- **ACTION ITEM**
Take the lines below beginning at the line that has "the admin database." and stopping after the line that has "let database = match", and print them exactly as they are, with no other lines.

- **DATA FOR ANALYSIS**

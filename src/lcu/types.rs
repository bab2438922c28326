// Types and constants for the LCU client

use base64::{engine::general_purpose, Engine};
use serde::Deserialize;

use crate::error::LcuError;

pub const LCU_USERNAME: &str = "riot";
pub const LCU_HOST: &str = "127.0.0.1";

pub const CURRENT_SUMMONER_ENDPOINT: &str = "/lol-summoner/v1/current-summoner";
pub const READY_CHECK_ENDPOINT: &str = "/lol-matchmaking/v1/ready-check";
pub const READY_CHECK_ACCEPT_ENDPOINT: &str = "/lol-matchmaking/v1/ready-check/accept";

/// Ready check state meaning a match is waiting for our confirmation.
pub const READY_CHECK_IN_PROGRESS: &str = "InProgress";

/// Connection details for one running client instance.
///
/// A session is built in one piece from a parsed lockfile and dropped in one
/// piece, so the port, password, endpoint and auth header always belong to
/// the same client process.
#[derive(Debug, Clone, PartialEq, Eq)]
pub struct Session {
  port: u16,
  password: String,
  protocol: String,
  base_url: String,
  authorization: String,
}

impl Session {
  pub fn new(port: u16, password: impl Into<String>, protocol: impl Into<String>) -> Self {
    let password = password.into();
    let protocol = protocol.into();
    let base_url = format!("{}://{}:{}", protocol, LCU_HOST, port);
    let auth = general_purpose::STANDARD.encode(format!("{}:{}", LCU_USERNAME, password));
    Self {
      port,
      password,
      protocol,
      base_url,
      authorization: format!("Basic {}", auth),
    }
  }

  pub fn port(&self) -> u16 {
    self.port
  }

  pub fn password(&self) -> &str {
    &self.password
  }

  pub fn protocol(&self) -> &str {
    &self.protocol
  }

  pub fn base_url(&self) -> &str {
    &self.base_url
  }

  /// Value for the `Authorization` header (HTTP Basic, `riot:<password>`).
  pub fn authorization(&self) -> &str {
    &self.authorization
  }

  pub fn url(&self, endpoint: &str) -> String {
    format!("{}{}", self.base_url, endpoint)
  }
}

/// `GET /lol-matchmaking/v1/ready-check`
#[derive(Debug, Clone, Default, Deserialize)]
#[serde(rename_all = "camelCase")]
pub struct ReadyCheck {
  #[serde(default)]
  pub state: String,
  #[serde(default)]
  pub player_response: Option<String>,
  #[serde(default)]
  pub timer: Option<f64>,
}

impl ReadyCheck {
  pub fn is_in_progress(&self) -> bool {
    self.state == READY_CHECK_IN_PROGRESS
  }
}

/// The handful of identity fields we log when a client is first reached.
#[derive(Debug, Clone, Default, Deserialize)]
#[serde(rename_all = "camelCase")]
pub struct Summoner {
  #[serde(default)]
  pub summoner_id: Option<u64>,
  #[serde(default)]
  pub display_name: Option<String>,
  #[serde(default)]
  pub game_name: Option<String>,
  #[serde(default)]
  pub tag_line: Option<String>,
}

impl Summoner {
  pub fn from_value(value: &serde_json::Value) -> Self {
    serde_json::from_value(value.clone()).unwrap_or_default()
  }

  // displayName is empty on Riot ID accounts, fall back to gameName#tagLine
  pub fn name(&self) -> String {
    let non_empty = |s: &Option<String>| s.as_deref().filter(|v| !v.is_empty()).map(str::to_string);

    if let Some(display) = non_empty(&self.display_name) {
      return display;
    }
    match (non_empty(&self.game_name), non_empty(&self.tag_line)) {
      (Some(name), Some(tag)) => format!("{}#{}", name, tag),
      (Some(name), None) => name,
      _ => self
        .summoner_id
        .map(|id| id.to_string())
        .unwrap_or_else(|| "unknown".to_string()),
    }
  }
}

/// Result of a single connection-checked accessor call.
#[derive(Debug)]
pub enum Outcome<T> {
  /// The endpoint answered with the expected status and payload.
  Found(T),
  /// Not connected, or the endpoint answered with anything else.
  NotFound,
  /// The request or its decoding failed.
  Failed(LcuError),
}

impl<T> Outcome<T> {
  pub fn found(self) -> Option<T> {
    match self {
      Self::Found(value) => Some(value),
      _ => None,
    }
  }

  pub fn map<U>(self, f: impl FnOnce(T) -> U) -> Outcome<U> {
    match self {
      Self::Found(value) => Outcome::Found(f(value)),
      Self::NotFound => Outcome::NotFound,
      Self::Failed(err) => Outcome::Failed(err),
    }
  }
}

#[cfg(test)]
mod tests {
  use super::*;

  #[test]
  fn session_builds_endpoint_and_basic_auth() {
    let session = Session::new(54321, "s3cr3t", "https");
    assert_eq!(session.base_url(), "https://127.0.0.1:54321");
    assert_eq!(
      session.url(READY_CHECK_ENDPOINT),
      "https://127.0.0.1:54321/lol-matchmaking/v1/ready-check"
    );
    // base64("riot:s3cr3t")
    assert_eq!(session.authorization(), "Basic cmlvdDpzM2NyM3Q=");
  }

  #[test]
  fn ready_check_decodes_partial_payloads() {
    let rc: ReadyCheck = serde_json::from_str(r#"{"state":"InProgress","timer":3.5}"#).unwrap();
    assert!(rc.is_in_progress());
    assert_eq!(rc.timer, Some(3.5));

    let rc: ReadyCheck = serde_json::from_str(r#"{"playerResponse":"None"}"#).unwrap();
    assert!(!rc.is_in_progress());
  }

  #[test]
  fn summoner_name_fallbacks() {
    let value = serde_json::json!({"displayName": "", "gameName": "Faker", "tagLine": "KR1"});
    assert_eq!(Summoner::from_value(&value).name(), "Faker#KR1");

    let value = serde_json::json!({"displayName": "Old Name", "gameName": "Faker"});
    assert_eq!(Summoner::from_value(&value).name(), "Old Name");

    let value = serde_json::json!({"summonerId": 42});
    assert_eq!(Summoner::from_value(&value).name(), "42");
  }
}
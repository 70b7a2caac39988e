//! Errors surfaced by test database provisioning.

use crate::{
    key::ContentKey,
    single_flight::{Flight, PeerFailure},
};

/// Boxed backend error, kept as the `source` of [`ProvisionError`] variants.
pub type BoxError = Box<dyn std::error::Error + Send + Sync + 'static>;

/// Error returned by a database factory.
///
/// Every variant names the content key or database it concerns. The backend failure that caused
/// it is available through [`std::error::Error::source`].
#[derive(Debug, thiserror::Error)]
pub enum ProvisionError {
    /// Warming up the backend failed.
    #[error("failed to prepare the {backend} backend")]
    Prepare {
        backend: &'static str,
        #[source]
        source: BoxError,
    },

    /// Creating or populating the template failed.
    ///
    /// The key was reverted to unknown and the half-built template discarded, so a later
    /// request for the same schema starts from scratch.
    #[error("failed to initialize template {key}")]
    Template {
        key: ContentKey,
        #[source]
        source: BoxError,
    },

    /// Another caller was initializing the template and did not succeed.
    #[error("template {key} was not initialized by the concurrent caller that owned it")]
    ConcurrentInit {
        key: ContentKey,
        #[source]
        source: PeerFailure,
    },

    /// Cloning the template into a new test database failed.
    #[error("failed to clone template {key}")]
    Clone {
        key: ContentKey,
        #[source]
        source: BoxError,
    },

    /// The template was still not available after waiting for its initialization.
    ///
    /// The key is reverted to unknown, so the next request for the schema ensures the template
    /// again.
    #[error("template {key} is not available for cloning ({flight:?})")]
    TemplateNotFound { key: ContentKey, flight: Flight },

    /// Destroying a test database failed.
    #[error("failed to destroy test database {database}")]
    Destroy {
        database: String,
        #[source]
        source: BoxError,
    },
}
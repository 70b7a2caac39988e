//! The PostgreSQL server that holds templates and test databases.

use std::time::Duration;

use backon::{ExponentialBuilder, Retryable};
use monitoring::logging;
use percent_encoding::percent_decode_str;
use pgtemp::{PgTempDB, PgTempDBBuilder};
use provisioning::ConnectionInfo;
use sqlx::{PgPool, postgres::PgPoolOptions};
use url::Url;

use crate::{Error, PostgresOptions};

/// Connected server: an admin pool plus, for throwaway servers, the handle keeping it alive.
pub struct Engine {
    pool: PgPool,
    server: ConnectionInfo,

    /// Temporary server handle
    ///
    /// On drop, the server is stopped and its data directory deleted.
    _temp: Option<PgTempDB>,
}

impl Engine {
    /// Connects to the configured server, starting a throwaway one if no URL is configured.
    #[tracing::instrument(skip_all, err)]
    pub async fn start(options: &PostgresOptions) -> Result<Self, Error> {
        let (url, temp) = match options.url.as_deref() {
            Some(url) => (url.to_string(), None),
            None => {
                let temp = start_temp_server(options.keep_data).await?;
                (temp.connection_uri(), Some(temp))
            }
        };

        let mut server = parse_admin_url(&url)?;
        if options.rewrite_localhost && server.host == "localhost" {
            server = server.with_host("127.0.0.1");
        }
        tracing::info!(host = %server.host, port = server.port, "connecting to PostgreSQL server");

        let pool = connect_with_retry(&server, options.pool_size).await?;

        Ok(Self {
            pool,
            server,
            _temp: temp,
        })
    }

    /// Pool of connections to the admin database.
    pub fn pool(&self) -> &PgPool {
        &self.pool
    }

    /// Connection parameters of database `database` on this server.
    pub fn connection_info(&self, database: &str) -> ConnectionInfo {
        ConnectionInfo {
            database: database.to_string(),
            ..self.server.clone()
        }
    }
}

async fn start_temp_server(keep: bool) -> Result<PgTempDB, Error> {
    // Runs initdb and waits for the server, both blocking
    let pg_temp = tokio::task::spawn_blocking(move || {
        PgTempDBBuilder::new()
            .with_initdb_arg("locale", "C")
            .persist_data(keep)
            .start()
    })
    .await
    .map_err(Error::StartServer)?;

    tracing::info!("initializing temp database at: {}", pg_temp.data_dir().display());
    Ok(pg_temp)
}

/// Splits an admin URL into connection parameters.
///
/// User and database default to `postgres`, the port to 5432.
fn parse_admin_url(url: &str) -> Result<ConnectionInfo, Error> {
    let parsed = Url::parse(url).map_err(Error::InvalidUrl)?;
    let host = parsed
        .host_str()
        .filter(|host| !host.is_empty())
        .ok_or(Error::MissingHost)?;

    let decode = |part: &str| percent_decode_str(part).decode_utf8_lossy().into_owned();
    let username = match parsed.username() {
        "" => "postgres".to_string(),
        username => decode(username),
    };
    let database = match parsed.path().trim_start_matches('/') {
        "" => "postgres".to_string(),
        database => decode(database),
    };

    Ok(ConnectionInfo {
        host: host.to_string(),
        port: parsed.port().unwrap_or(5432),
        database,
        username,
        password: parsed.password().map(decode).unwrap_or_default(),
    })
}

async fn connect_with_retry(server: &ConnectionInfo, pool_size: u32) -> Result<PgPool, Error> {
    let retry_policy = ExponentialBuilder::default()
        .with_min_delay(Duration::from_millis(10))
        .with_max_delay(Duration::from_millis(100))
        .with_max_times(20);

    fn is_db_starting_up(err: &sqlx::Error) -> bool {
        err.as_database_error()
            .and_then(|db_err| db_err.code())
            .is_some_and(|code| code == "57P03")
    }

    fn notify_retry(err: &sqlx::Error, dur: Duration) {
        tracing::warn!(
            error = %err,
            error_source = logging::error_source(err),
            "Database still starting up during connection. Retrying in {:.1}s",
            dur.as_secs_f32()
        );
    }

    let options = server.pg_connect_options();
    (|| {
        PgPoolOptions::new()
            .max_connections(pool_size)
            .connect_with(options.clone())
    })
    .retry(retry_policy)
    .when(is_db_starting_up)
    .notify(notify_retry)
    .await
    .map_err(Error::Connect)
}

- **EXPECTED ANSWER**
    /// Pool of connections to the admin database.
    pub fn pool(&self) -> &PgPool {
        &self.pool
    }

    /// Connection parameters of database `database` on this server.
    pub fn connection_info(&self, database: &str) -> ConnectionInfo {
        ConnectionInfo {
            database: database.to_string(),
            ..self.server.clone()
        }
    }
}

async fn start_temp_server(keep: bool) -> Result<PgTempDB, Error> {
    // Runs initdb and waits for the server, both blocking
    let pg_temp = tokio::task::spawn_blocking(move || {
        PgTempDBBuilder::new()
            .with_initdb_arg("locale", "C")
            .persist_data(keep)
            .start()
    })
    .await
    .map_err(Error::StartServer)?;

    tracing::info!("initializing temp database at: {}", pg_temp.data_dir().display());
    Ok(pg_temp)
}

/// Splits an admin URL into connection parameters.
///
/// User and database default to `postgres`, the port to 5432.
fn parse_admin_url(url: &str) -> Result<ConnectionInfo, Error> {
    let parsed = Url::parse(url).map_err(Error::InvalidUrl)?;
    let host = parsed
        .host_str()
        .filter(|host| !host.is_empty())
        .ok_or(Error::MissingHost)?;

    let decode = |part: &str| percent_decode_str(part).decode_utf8_lossy().into_owned();
    let username = match parsed.username() {
        "" => "postgres".to_string(),
        username => decode(username),
    };
    let database = match parsed.path().trim_start_matches('/') {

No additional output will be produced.